Lebih lanjut, KH. Ma’ruf Amin mengatakan bahwa kesadaran dan gerakan politik kyai faktor penting untuk dipahami para kyai dan ulama di Indonesia. Karena dari politik lahir keputusan-keputusan penting dalam menentukan kemajuan bangsa. “Melemahnya kesadaran dan gerakan politik kiai terjadi karena tidak ada lagi konektivitas antara kiai di Indonesia,” jelasnya.
Begitu pentingnya peran kyai dalam menentukan masa depan bangsa maka perlu kembali membangun kesadaran dan gerakan politik kyai ini dengan beberapa cara.

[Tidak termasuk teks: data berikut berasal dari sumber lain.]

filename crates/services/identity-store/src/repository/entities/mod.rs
//! SeaORM entities.

pub mod user;
//! HTTP surface over the authentication service.

mod extractors;
mod handlers;
mod routes;
mod state;

pub use extractors::ValidatedJson;
pub use handlers::{LockRequest, MessageResponse, SignInRequest, SignUpRequest};
pub use routes::create_router;
pub use state::AppState;
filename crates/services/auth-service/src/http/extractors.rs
//! Request body extraction for the authentication endpoints.

use axum::{
    async_trait,
    extract::{FromRequest, Request},
    Json,
};
use serde::de::DeserializeOwned;
use validator::{Validate, ValidationErrors};

use common::AppError;

/// Body deserialized from JSON and checked against its `validator` rules
/// before a handler sees it. Both failures answer `400` with one message.
pub struct ValidatedJson<T>(pub T);

#[async_trait]
impl<S, T> FromRequest<S> for ValidatedJson<T>
where
    S: Send + Sync,
    T: DeserializeOwned + Validate + Send,
{
    type Rejection = AppError;

    async fn from_request(req: Request, state: &S) -> Result<Self, Self::Rejection> {
        let Json(body) = Json::<T>::from_request(req, state)
            .await
            .map_err(|rejection| AppError::validation(rejection.body_text()))?;

        body.validate()
            .map_err(|errors| AppError::validation(first_message(&errors)))?;
        Ok(Self(body))
    }
}

/// Message of the first failing field in field-name order, so the same body
/// always yields the same answer.
fn first_message(errors: &ValidationErrors) -> String {
    let field_errors = errors.field_errors();
    let mut fields: Vec<_> = field_errors.iter().collect();
    fields.sort_by_key(|(field, _)| **field);

    fields
        .into_iter()
        .find_map(|(field, errors)| {
            errors.first().map(|error| match &error.message {
                Some(message) => message.to_string(),
                None => format!("{} is invalid ({})", field, error.code),
            })
        })
        .unwrap_or_else(|| "Invalid request body".to_string())
}
//! Session store: session key to bearer token.

mod redis_store;

#[cfg(any(test, feature = "test-utils"))]
mod memory;

use async_trait::async_trait;

use common::AppResult;

#[cfg(any(test, feature = "test-utils"))]
use mockall::automock;

pub use redis_store::RedisSessionStore;

#[cfg(any(test, feature = "test-utils"))]
pub use memory::InMemorySessionStore;

/// Key-value store holding one bearer token per session key.
///
/// A missing key is an empty result. Connectivity failures surface as
/// `StoreUnavailable`.
#[cfg_attr(any(test, feature = "test-utils"), automock)]
#[async_trait]
pub trait SessionStore: Send + Sync {
    /// Store the token under `key`, replacing any previous one
    async fn set(&self, key: &str, token: &str) -> AppResult<()>;

    /// Token stored under `key`
    async fn get(&self, key: &str) -> AppResult<Option<String>>;

    /// Remove one key; absent keys are ignored
    async fn delete_one(&self, key: &str) -> AppResult<()>;

    /// Remove every listed key; absent keys are ignored
    async fn delete_many(&self, keys: &[String]) -> AppResult<()>;
}
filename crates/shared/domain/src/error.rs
//! Domain-level errors.
//!
//! These errors represent business rule violations and domain logic failures.
//! They are independent of infrastructure concerns (HTTP, database, broker).

use thiserror::Error;

/// Domain-specific errors for business rule violations.
#[derive(Error, Debug, Clone, PartialEq, Eq)]
pub enum DomainError {
    /// Validation failed for a field or input
    #[error("Validation error: {0}")]
    Validation(String),

    /// Password hashing errors
    #[error("Password error: {0}")]
    Password(String),

    /// Field cannot be written by a bulk update
    #[error("Field {0} is immutable")]
    ImmutableField(&'static str),
}

impl DomainError {
    /// Create a validation error
    pub fn validation(msg: impl Into<String>) -> Self {
        DomainError::Validation(msg.into())
    }

    /// Create a password error
    pub fn password(msg: impl Into<String>) -> Self {
        DomainError::Password(msg.into())
    }
}

/// Result type alias for domain operations
pub type DomainResult<T> = Result<T, DomainError>;
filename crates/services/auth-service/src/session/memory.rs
//! In-memory session store for tests.

use std::collections::HashMap;

use async_trait::async_trait;
use tokio::sync::RwLock;

use super::SessionStore;
use common::AppResult;

/// [`SessionStore`] backed by a map, without expiry.
#[derive(Default)]
pub struct InMemorySessionStore {
    sessions: RwLock<HashMap<String, String>>,
}

impl InMemorySessionStore {
    pub fn new() -> Self {
        Self::default()
    }

    pub async fn contains(&self, key: &str) -> bool {
        self.sessions.read().await.contains_key(key)
    }

    pub async fn len(&self) -> usize {
        self.sessions.read().await.len()
    }

    pub async fn is_empty(&self) -> bool {
        self.sessions.read().await.is_empty()
    }
}

#[async_trait]
impl SessionStore for InMemorySessionStore {
    async fn set(&self, key: &str, token: &str) -> AppResult<()> {
        self.sessions
            .write()
            .await
            .insert(key.to_string(), token.to_string());
        Ok(())
    }

    async fn get(&self, key: &str) -> AppResult<Option<String>> {
        Ok(self.sessions.read().await.get(key).cloned())
    }

    async fn delete_one(&self, key: &str) -> AppResult<()> {
        self.sessions.write().await.remove(key);
        Ok(())
    }

    async fn delete_many(&self, keys: &[String]) -> AppResult<()> {
        let mut sessions = self.sessions.write().await;
        for key in keys {
            sessions.remove(key);
        }
        Ok(())
    }
}
//! Authentication service business logic.

mod auth_service;
mod token;

pub use auth_service::{AuthService, Authenticator, SignUpKind};
pub use token::{Claims, TokenIssuer};
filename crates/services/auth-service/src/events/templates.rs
//! Template endpoint client.

use async_trait::async_trait;
use tracing::debug;

use common::{AppError, AppResult};

#[cfg(any(test, feature = "test-utils"))]
use mockall::automock;

/// Fetches raw HTML assets by path.
#[cfg_attr(any(test, feature = "test-utils"), automock)]
#[async_trait]
pub trait TemplateSource: Send + Sync {
    /// Body of the asset at `path`. Any non-success answer is
    /// `TemplateUnavailable`.
    async fn fetch(&self, path: &str) -> AppResult<String>;
}

/// [`TemplateSource`] over HTTP GET.
#[derive(Clone)]
pub struct HttpTemplateSource {
    client: reqwest::Client,
    base_url: String,
}

impl HttpTemplateSource {
    pub fn new(base_url: impl Into<String>) -> Self {
        Self::with_client(reqwest::Client::new(), base_url)
    }

    pub fn with_client(client: reqwest::Client, base_url: impl Into<String>) -> Self {
        let base_url: String = base_url.into();
        Self {
            client,
            base_url: base_url.trim_end_matches('/').to_string(),
        }
    }

    fn url_for(&self, path: &str) -> String {
        format!("{}/{}", self.base_url, path.trim_start_matches('/'))
    }
}

#[async_trait]
impl TemplateSource for HttpTemplateSource {
    async fn fetch(&self, path: &str) -> AppResult<String> {
        let url = self.url_for(path);
        let response = self
            .client
            .get(&url)
            .send()
            .await
            .map_err(|e| AppError::TemplateUnavailable(format!("{}: {}", path, e)))?;

        let status = response.status();
        if !status.is_success() {
            return Err(AppError::TemplateUnavailable(format!(
                "{}: status {}",
                path, status
            )));
        }

        let body = response
            .text()
            .await
            .map_err(|e| AppError::TemplateUnavailable(format!("{}: {}", path, e)))?;

        debug!(path, bytes = body.len(), "Template fetched");
        Ok(body)
    }
}
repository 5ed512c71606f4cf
//! In-process publish/subscribe.
//!
//! `publish` awaits every subscribed handler in registration order before it
//! returns. A handler error or panic is logged here and never reaches the
//! publisher.

use std::panic::AssertUnwindSafe;
use std::sync::Arc;

use async_trait::async_trait;
use futures::FutureExt;
use tracing::{debug, error, warn};

use common::AppResult;
use domain::DomainEvent;

/// Subscriber for one event type.
#[async_trait]
pub trait EventHandler<E: DomainEvent>: Send + Sync {
    async fn handle(&self, event: &E) -> AppResult<()>;
}

struct Subscription<E: DomainEvent> {
    name: String,
    handler: Arc<dyn EventHandler<E>>,
}

/// Ordered handler list for a single event type.
pub struct EventChannel<E: DomainEvent> {
    subscriptions: Vec<Subscription<E>>,
}

impl<E: DomainEvent> EventChannel<E> {
    pub fn new() -> Self {
        Self {
            subscriptions: Vec::new(),
        }
    }

    /// Register a handler. A handler already registered under `name` is
    /// replaced in place.
    pub fn subscribe(&mut self, name: impl Into<String>, handler: Arc<dyn EventHandler<E>>) {
        let name = name.into();
        match self.subscriptions.iter_mut().find(|s| s.name == name) {
            Some(existing) => existing.handler = handler,
            None => self.subscriptions.push(Subscription { name, handler }),
        }
    }

    pub fn subscriber_count(&self) -> usize {
        self.subscriptions.len()
    }

    /// Deliver the event to every handler.
    pub async fn publish(&self, event: &E) {
        debug!(
            event = E::NAME,
            subscribers = self.subscriptions.len(),
            "Publishing event"
        );

        for subscription in &self.subscriptions {
            let outcome = AssertUnwindSafe(subscription.handler.handle(event))
                .catch_unwind()
                .await;

            match outcome {
                Ok(Ok(())) => {}
                Ok(Err(e)) => warn!(
                    event = E::NAME,
                    handler = %subscription.name,
                    error = %e,
                    "Event handler failed"
                ),
                Err(_) => error!(
                    event = E::NAME,
                    handler = %subscription.name,
                    "Event handler panicked"
                ),
            }
        }
    }
}

impl<E: DomainEvent> Default for EventChannel<E> {
    fn default() -> Self {
        Self::new()
    }
}

#[cfg(test)]
mod tests {
    use super::*;
    use common::AppError;
    use std::sync::Mutex;

    #[derive(Debug, Clone)]
    struct Ping(u32);

    impl DomainEvent for Ping {
        const NAME: &'static str = "Ping";
    }

    struct Recorder {
        label: &'static str,
        log: Arc<Mutex<Vec<String>>>,
    }

    #[async_trait]
    impl EventHandler<Ping> for Recorder {
        async fn handle(&self, event: &Ping) -> AppResult<()> {
            self.log
                .lock()
                .unwrap()
                .push(format!("{}:{}", self.label, event.0));
            Ok(())
        }
    }

    struct Failing;

    #[async_trait]
    impl EventHandler<Ping> for Failing {
        async fn handle(&self, _event: &Ping) -> AppResult<()> {
            Err(AppError::broker_unavailable("no brokers"))
        }
    }

    struct Panicking;

    #[async_trait]
    impl EventHandler<Ping> for Panicking {
        async fn handle(&self, _event: &Ping) -> AppResult<()> {
            panic!("handler blew up");
        }
    }

    fn recorder(label: &'static str, log: &Arc<Mutex<Vec<String>>>) -> Arc<Recorder> {
        Arc::new(Recorder {
            label,
            log: log.clone(),
        })
    }

    #[tokio::test]
    async fn test_handlers_run_in_registration_order() {
        let log = Arc::new(Mutex::new(Vec::new()));
        let mut channel = EventChannel::new();
        channel.subscribe("first", recorder("first", &log));
        channel.subscribe("second", recorder("second", &log));

        channel.publish(&Ping(7)).await;

        assert_eq!(*log.lock().unwrap(), vec!["first:7", "second:7"]);
    }

    #[tokio::test]
    async fn test_failures_do_not_stop_delivery() {
        let log = Arc::new(Mutex::new(Vec::new()));
        let mut channel = EventChannel::new();
        channel.subscribe("failing", Arc::new(Failing));
        channel.subscribe("panicking", Arc::new(Panicking));
        channel.subscribe("recorder", recorder("recorder", &log));

        channel.publish(&Ping(1)).await;

        assert_eq!(*log.lock().unwrap(), vec!["recorder:1"]);
    }

    #[tokio::test]
    async fn test_same_name_replaces_handler() {
        let log = Arc::new(Mutex::new(Vec::new()));
        let mut channel = EventChannel::new();
        channel.subscribe("relay", recorder("old", &log));
        channel.subscribe("relay", recorder("new", &log));
        assert_eq!(channel.subscriber_count(), 1);

        channel.publish(&Ping(2)).await;

        assert_eq!(*log.lock().unwrap(), vec!["new:2"]);
    }

    #[tokio::test]
    async fn test_publish_without_subscribers() {
        let channel: EventChannel<Ping> = EventChannel::default();
        channel.publish(&Ping(3)).await;
        assert_eq!(channel.subscriber_count(), 0);
    }
}
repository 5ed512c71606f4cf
//! Domain events published by the authentication flows.

use serde::{Deserialize, Serialize};
use uuid::Uuid;

use crate::constants::VERIFICATION_SUBJECT;
use crate::user::{User, UserType};

/// Event type routed through an in-process channel.
pub trait DomainEvent: Clone + Send + Sync + 'static {
    /// Name used in logs.
    const NAME: &'static str;
}

/// Emitted once per successful sign-up.
#[derive(Debug, Clone, PartialEq, Serialize, Deserialize)]
#[serde(rename_all = "camelCase")]
pub struct UserCreatedEvent {
    pub user_id: Uuid,
    pub email: String,
    /// `Customer` or `Organization`
    #[serde(rename = "type")]
    pub account_type: String,
    pub roles: Vec<String>,
}

impl UserCreatedEvent {
    pub fn from_user(user: &User) -> Self {
        Self {
            user_id: user.id,
            email: user.email.clone(),
            account_type: user.user_type.event_label().to_string(),
            roles: user.roles.clone(),
        }
    }
}

impl DomainEvent for UserCreatedEvent {
    const NAME: &'static str = "UserCreated";
}

/// Verification email request. `user_type` and `token` stay local: they
/// drive template selection and are never part of the broker payload.
#[derive(Debug, Clone, PartialEq, Serialize, Deserialize)]
pub struct UserVerificationEvent {
    pub to: String,
    pub subject: String,
    pub body: Option<String>,
    #[serde(skip)]
    pub user_type: UserType,
    #[serde(skip)]
    pub token: String,
}

impl UserVerificationEvent {
    /// Body-less event for a freshly registered user.
    pub fn for_user(user: &User) -> Self {
        Self {
            to: user.email.clone(),
            subject: VERIFICATION_SUBJECT.to_string(),
            body: None,
            user_type: user.user_type,
            token: user.verification_token.clone().unwrap_or_default(),
        }
    }

    pub fn with_body(mut self, body: impl Into<String>) -> Self {
        self.body = Some(body.into());
        self
    }
}

impl DomainEvent for UserVerificationEvent {
    const NAME: &'static str = "UserVerification";
}
//! Authentication and account handlers.

use axum::{
    extract::{Path, State},
    http::{HeaderMap, StatusCode},
    response::{Html, Json},
};
use serde::{Deserialize, Serialize};
use validator::Validate;

use common::AppResult;

use super::extractors::ValidatedJson;
use super::state::AppState;
use crate::service::SignUpKind;

/// Header carrying the caller's email on sign-out
pub const USER_EMAIL_HEADER: &str = "user-email";

/// Credentials for sign-in and sign-up
#[derive(Debug, Deserialize, Validate)]
pub struct SignInRequest {
    #[validate(email(message = "Invalid email format"))]
    pub email: String,
    #[validate(length(min = 1, message = "Password is required"))]
    pub password: String,
}

/// Sign-up body; same shape as sign-in
pub type SignUpRequest = SignInRequest;

/// Accounts whose lock is switched
#[derive(Debug, Deserialize, Validate)]
pub struct LockRequest {
    pub emails: Vec<String>,
}

/// `{ "message": ... }` response body
#[derive(Debug, Serialize, Deserialize)]
pub struct MessageResponse {
    pub message: String,
}

impl MessageResponse {
    fn new(message: impl Into<String>) -> Json<Self> {
        Json(Self {
            message: message.into(),
        })
    }
}

/// Sign in; the message carries the bearer token
pub async fn sign_in(
    State(state): State<AppState>,
    ValidatedJson(payload): ValidatedJson<SignInRequest>,
) -> AppResult<Json<MessageResponse>> {
    let token = state.auth.sign_in(&payload.email, &payload.password).await?;
    Ok(MessageResponse::new(token))
}

/// Sign out the account named in the `user-email` header
pub async fn sign_out(
    State(state): State<AppState>,
    headers: HeaderMap,
) -> AppResult<StatusCode> {
    // Without the header the empty-email session key is cleared
    let email = headers
        .get(USER_EMAIL_HEADER)
        .and_then(|value| value.to_str().ok())
        .unwrap_or_default();

    state.auth.sign_out(email).await?;
    Ok(StatusCode::NO_CONTENT)
}

pub async fn sign_up_customer(
    State(state): State<AppState>,
    ValidatedJson(payload): ValidatedJson<SignUpRequest>,
) -> AppResult<Json<MessageResponse>> {
    state
        .auth
        .sign_up(&payload.email, &payload.password, SignUpKind::Customer)
        .await?;
    Ok(MessageResponse::new("A verification email was sent to you"))
}

pub async fn sign_up_employee(
    State(state): State<AppState>,
    ValidatedJson(payload): ValidatedJson<SignUpRequest>,
) -> AppResult<Json<MessageResponse>> {
    state
        .auth
        .sign_up(&payload.email, &payload.password, SignUpKind::Employee)
        .await?;
    Ok(MessageResponse::new(
        "A verification email was sent to the employee",
    ))
}

/// Verification link target. Always answers with an HTML page.
pub async fn verify_account(
    State(state): State<AppState>,
    Path(token): Path<String>,
) -> Html<String> {
    Html(state.auth.verify(&token).await)
}

pub async fn switch_locked(
    State(state): State<AppState>,
    ValidatedJson(payload): ValidatedJson<LockRequest>,
) -> AppResult<StatusCode> {
    state.auth.switch_locked(&payload.emails).await?;
    Ok(StatusCode::NO_CONTENT)
}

Di antaranya menjalin komunikasi antar kyai, menyambung kembali konektivitas antar kyai, serta memiliki sikap tangguh dalam menghadapi persoalan bangsa di depan.
“Jihad politik ini bisa kita perjuangkan dengan mengedepankan keputusan nasional untuk masyarakat Indonesia. Perjuangan ini bagian dari maqoshid syari’ah. Salah satunya tentang hifdzul wathan (menjaga negara),” katanya.
Sementara itu saat mnghadiri acara Haul KH Fuad Hasyim yang ke-20 di Buntet Pesantren, Cirebon, Jawa Barat, KH Ma’ruf Amin menceritakan bagaimana perjalanannya bersama Gus Dur, KH. Fuad Hasyim, dan Habib Luthfi Bin Yahya sebagai empat serangkai membawa misi silaturrahim ke pondok pesantren di seluruh Indonesia sebagai upaya membangun konektivitas antara para kyai agar mengambil peran dalam pembangunan bangsa.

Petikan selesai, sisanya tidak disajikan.